Corriere della Sera, 16 febbraio 2025
Il triste trionfo della rassegnazione
Da quando abbiamo smesso di desiderare il meglio? La metafora più sfruttata per descrivere il Festival di Sanremo, dal 1951 a oggi, è stata quella dello specchio del Paese. Un luogo comune buono per tutti gli abusi. Ma se grattiamo appena la sua frusta superficie, si aprono squarci di pura consapevolezza. Questa edizione, per esempio, è stata caratterizzata dalla rassegnazione. Sul palco dell’Ariston tutto era normale, dalla conduzione ai temi trattati, dalle proposte musicali ai numeri comici.
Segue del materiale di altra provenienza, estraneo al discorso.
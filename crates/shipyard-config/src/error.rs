//! Configuration parsing errors.

use thiserror::Error;

#[derive(Debug, Error)]
pub enum ConfigError {
    #[error("KDL parse error: {0}")]
    Parse(#[from] kdl::KdlError),

    #[error("missing required field: {0}")]
    MissingField(String),

    #[error("invalid value for {field}: {message}")]
    InvalidValue { field: String, message: String },

    #[error("duplicate definition: {0}")]
    Duplicate(String),

    #[error("IO error: {0}")]
    Io(#[from] std::io::Error),
}

pub type ConfigResult<T> = std::result::Result<T, ConfigError>;

impl From<ConfigError> for shipyard_core::Error {
    fn from(err: ConfigError) -> Self {
        shipyard_core::Error::InvalidInput(err.to_string())
    }
}
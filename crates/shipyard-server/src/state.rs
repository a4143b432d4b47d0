//! Application state.

use shipyard_core::store::BuildStore;
use shipyard_scheduler::{BuildRunnerService, WorkerService};
use sqlx::PgPool;
use std::sync::Arc;

use crate::engine::Engine;

/// Shared application state.
#[derive(Clone)]
pub struct AppState {
    /// Set when builds are stored in PostgreSQL.
    pub pool: Option<PgPool>,
    pub store: Arc<dyn BuildStore>,
    pub runners: BuildRunnerService,
    pub workers: Arc<WorkerService>,
}

impl AppState {
    pub fn new(engine: &Engine, pool: Option<PgPool>) -> Self {
        Self {
            pool,
            store: engine.store.clone(),
            runners: engine.runners.clone(),
            workers: engine.workers.clone(),
        }
    }
}
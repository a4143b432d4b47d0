//! Health check endpoints.

use axum::extract::State;
use axum::routing::get;
use axum::{Json, Router};
use serde_json::{Value, json};

use crate::AppState;
use crate::error::ApiError;

pub fn router() -> Router<AppState> {
    Router::new()
        .route("/health", get(health))
        .route("/health/ready", get(ready))
}

async fn health() -> Json<Value> {
    Json(json!({ "status": "ok" }))
}

async fn ready(State(state): State<AppState>) -> Result<Json<Value>, ApiError> {
    if let Some(pool) = &state.pool {
        sqlx::query("SELECT 1")
            .execute(pool)
            .await
            .map_err(|e| ApiError::Unavailable(format!("database unreachable: {}", e)))?;
    }

    Ok(Json(json!({
        "status": "ready",
        "runners": state.runners.active_count(),
        "queued": state.runners.queued_count(),
        "workers": state.workers.workers().len(),
    })))
}

#[cfg(test)]
mod tests {
    use crate::routes::testing::{call, state};
    use axum::http::{Method, StatusCode};

    #[tokio::test]
    async fn test_ready_reports_counts() {
        let (state, _) = state();

        let (status, body) = call(state.clone(), Method::GET, "/health").await;
        assert_eq!(status, StatusCode::OK);
        assert_eq!(body["status"], "ok");

        let (status, body) = call(state, Method::GET, "/health/ready").await;
        assert_eq!(status, StatusCode::OK);
        assert_eq!(body["status"], "ready");
        assert_eq!(body["runners"], 0);
        assert_eq!(body["workers"], 0);
    }
}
Anche le spezie (un po’ di tv del dolore, un po’ di marmocchi, Benigni in promozione...) sapevano di pigrizia.Come si spiega allora il grande successo del Festival? Merito di una formula che ha escluso appelli sociali, svolte sovraniste, tentazioni egemoni? Il fatto è che noi stiamo scivolando sempre di più nella rassegnazione, la vera vincitrice del Festival. Ci lamentiamo ma non chiediamo di più: basta che treni e canzoni siano in orario. Il miglioramento non è più contemplato, nemmeno dai giovani, e ci va bene tutto: nello spettacolo, nella cultura, nella politica.
Questo funerale della speranza è diventato la nostra comfort zone, grazie anche al lento lavorio dei social dove ci si abitua a tutto e il dissenso scatena solo furie distruttive.
Una rassegnazione in streaming con altre rassegnazioni fa numero, audience, Paese.